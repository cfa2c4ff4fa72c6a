use crate::locale::{codeset, decode_native, encode_native, wrap_gettext};

#[test]
fn test_codeset_extraction() {
    assert_eq!(codeset("pl_PL.ISO-8859-2"), Some("ISO-8859-2"));
    assert_eq!(codeset("de_DE.UTF-8@euro"), Some("UTF-8"));
    assert_eq!(codeset("en_US"), None);
    assert_eq!(codeset("C"), None);
    assert_eq!(codeset("POSIX"), None);
}

#[test]
fn test_ascii_survives_any_locale() {
    // Every encoding the detector can pick is ASCII-compatible, so plain
    // ASCII must round-trip regardless of the test machine's environment.
    assert_eq!(decode_native(b"hello, world").unwrap(), b"hello, world");
    assert_eq!(encode_native("hello, world").unwrap(), b"hello, world");
}

#[test]
fn test_wrap_gettext_recodes_catalog_text() {
    let lookup = wrap_gettext(|message: &str| format!("[{message}]").into_bytes());
    assert_eq!(lookup("abort").unwrap(), b"[abort]");
}
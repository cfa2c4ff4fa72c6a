//! Routing user-visible text to the console or a redirected stream.

use crate::errors::Result;
use crate::locale;

/// Output target of the host's write hook.
#[derive(Debug, Clone, Copy, PartialEq, Eq)]
pub enum Stream {
    Stdout,
    Stderr,
}

#[cfg(unix)]
impl Stream {
    fn fd(self) -> libc::c_int {
        match self {
            Stream::Stdout => libc::STDOUT_FILENO,
            Stream::Stderr => libc::STDERR_FILENO,
        }
    }
}

/// True when `stream` is attached to an interactive console or terminal
/// rather than redirected to a file or pipe.
pub fn console_attached(stream: Stream) -> bool {
    #[cfg(windows)]
    {
        match crate::console::Win32Console::std_handle(stream) {
            Ok(handle) => crate::console::Win32Console::is_console(handle),
            Err(_) => false,
        }
    }
    #[cfg(unix)]
    {
        (unsafe { libc::isatty(stream.fd()) }) == 1
    }
}

/// Write canonical `text` to an interactive `stream`.
///
/// On the console-API platform this takes the raw write path that juggles
/// the output code page; a terminal elsewhere simply takes locale-encoded
/// bytes on the descriptor.
pub fn write_console_text(stream: Stream, text: &str, limit: usize) -> Result<()> {
    #[cfg(windows)]
    {
        use crate::console::Win32Console;
        let handle = Win32Console::std_handle(stream)?;
        crate::console::write_console(&mut Win32Console, handle, text.as_bytes(), limit)
    }
    #[cfg(unix)]
    {
        let _ = limit;
        write_native(stream, text)
    }
}

/// Encode canonical `text` for the locale and write the bytes to the raw
/// descriptor, bypassing any buffered text layer.
pub fn write_native(stream: Stream, text: &str) -> Result<()> {
    let bytes = locale::encode_native(text)?;
    write_raw(stream, &bytes)
}

#[cfg(unix)]
fn write_raw(stream: Stream, bytes: &[u8]) -> Result<()> {
    let fd = stream.fd();
    let mut rest = bytes;
    while !rest.is_empty() {
        let n = unsafe { libc::write(fd, rest.as_ptr().cast(), rest.len()) };
        if n < 0 {
            let err = errno::errno();
            if err.0 == libc::EINTR {
                continue;
            }
            return Err(std::io::Error::from_raw_os_error(err.0).into());
        }
        if n == 0 {
            return Err(std::io::Error::from(std::io::ErrorKind::WriteZero).into());
        }
        rest = &rest[n as usize..];
    }
    Ok(())
}

#[cfg(windows)]
fn write_raw(stream: Stream, bytes: &[u8]) -> Result<()> {
    use std::io::Write;
    match stream {
        Stream::Stdout => std::io::stdout().lock().write_all(bytes)?,
        Stream::Stderr => std::io::stderr().lock().write_all(bytes)?,
    }
    Ok(())
}
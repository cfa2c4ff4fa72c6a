use std::cell::Cell;
use std::rc::Rc;

use crate::decode::LocalDecoder;
use crate::errors::Error;

/// A latin-1-flavored locale decode with a call counter.
fn counting_decoder() -> (LocalDecoder, Rc<Cell<usize>>) {
    let calls = Rc::new(Cell::new(0));
    let counter = Rc::clone(&calls);
    let decoder = LocalDecoder::new(Box::new(move |s| {
        counter.set(counter.get() + 1);
        Ok(s.iter().map(|&b| char::from(b)).collect::<String>().into_bytes())
    }));
    (decoder, calls)
}

#[test]
fn test_decode_is_idempotent() {
    let (mut decoder, _) = counting_decoder();
    let once = decoder.decode(b"caf\xe9").unwrap();
    assert_eq!(once, "café".as_bytes());
    let twice = decoder.decode(&once).unwrap();
    assert_eq!(twice, once);
}

#[test]
fn test_memo_hit_skips_the_primitive() {
    let (mut decoder, calls) = counting_decoder();
    let first = decoder.decode(b"/tmp/x").unwrap();
    assert_eq!(first, b"/tmp/x");
    assert_eq!(calls.get(), 1);
    // The result is memoized, so the identical input decodes for free.
    let second = decoder.decode(b"/tmp/x").unwrap();
    assert_eq!(second, b"/tmp/x");
    assert_eq!(calls.get(), 1);
}

#[test]
fn test_mark_canonical_suppresses_decoding() {
    let mut decoder = LocalDecoder::new(Box::new(|_| {
        Err(Error::Encoding {
            context: "the primitive must not run",
        })
    }));
    decoder.mark_canonical("zażółć".as_bytes());
    let result = decoder.decode("zażółć".as_bytes()).unwrap();
    assert_eq!(result, "zażółć".as_bytes());
}

#[test]
fn test_primitive_errors_propagate() {
    let mut decoder = LocalDecoder::new(Box::new(|_| {
        Err(Error::Encoding {
            context: "undecodable",
        })
    }));
    assert!(decoder.decode(b"\xff").is_err());
}
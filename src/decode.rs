//! Double-decode suppression for the host's from-locale primitive.

use std::collections::HashSet;

use crate::errors::Result;

/// The underlying locale decode: native bytes in, canonical UTF-8 out.
pub type DecodeFn = Box<dyn FnMut(&[u8]) -> Result<Vec<u8>>>;

/// Wraps a from-locale decode with a memo of strings already known to be
/// canonical.
///
/// The host's own internals cross the boundary more than once for the same
/// string; decoding an already-decoded string through a non-UTF-8 locale
/// would corrupt it. Every decode result (and every string produced
/// canonical by some other path, see [`LocalDecoder::mark_canonical`]) is
/// remembered, and a memoized input comes back unchanged. Entries are never
/// evicted for the life of the process.
pub struct LocalDecoder {
    decode: DecodeFn,
    seen: HashSet<Vec<u8>>,
}

impl LocalDecoder {
    pub fn new(decode: DecodeFn) -> Self {
        Self {
            decode,
            seen: HashSet::new(),
        }
    }

    /// A decoder over the ambient locale encoding.
    pub fn for_locale() -> Self {
        Self::new(Box::new(|s| crate::locale::decode_native(s)))
    }

    /// Decode `s` from the locale, unless it is already canonical.
    pub fn decode(&mut self, s: &[u8]) -> Result<Vec<u8>> {
        if self.seen.contains(s) {
            return Ok(s.to_vec());
        }
        let result = (self.decode)(s)?;
        self.seen.insert(result.clone());
        Ok(result)
    }

    /// Record a string that became canonical without going through
    /// [`LocalDecoder::decode`], so a later decode leaves it alone.
    pub fn mark_canonical(&mut self, s: &[u8]) {
        self.seen.insert(s.to_vec());
    }
}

☆ ☆ ☆ ☆ ☆

If a line in the records holds the string "unsafe", copy it.

→ **Solution for this exercise**:
        (unsafe { libc::isatty(stream.fd()) }) == 1
        let n = unsafe { libc::write(fd, rest.as_ptr().cast(), rest.len()) };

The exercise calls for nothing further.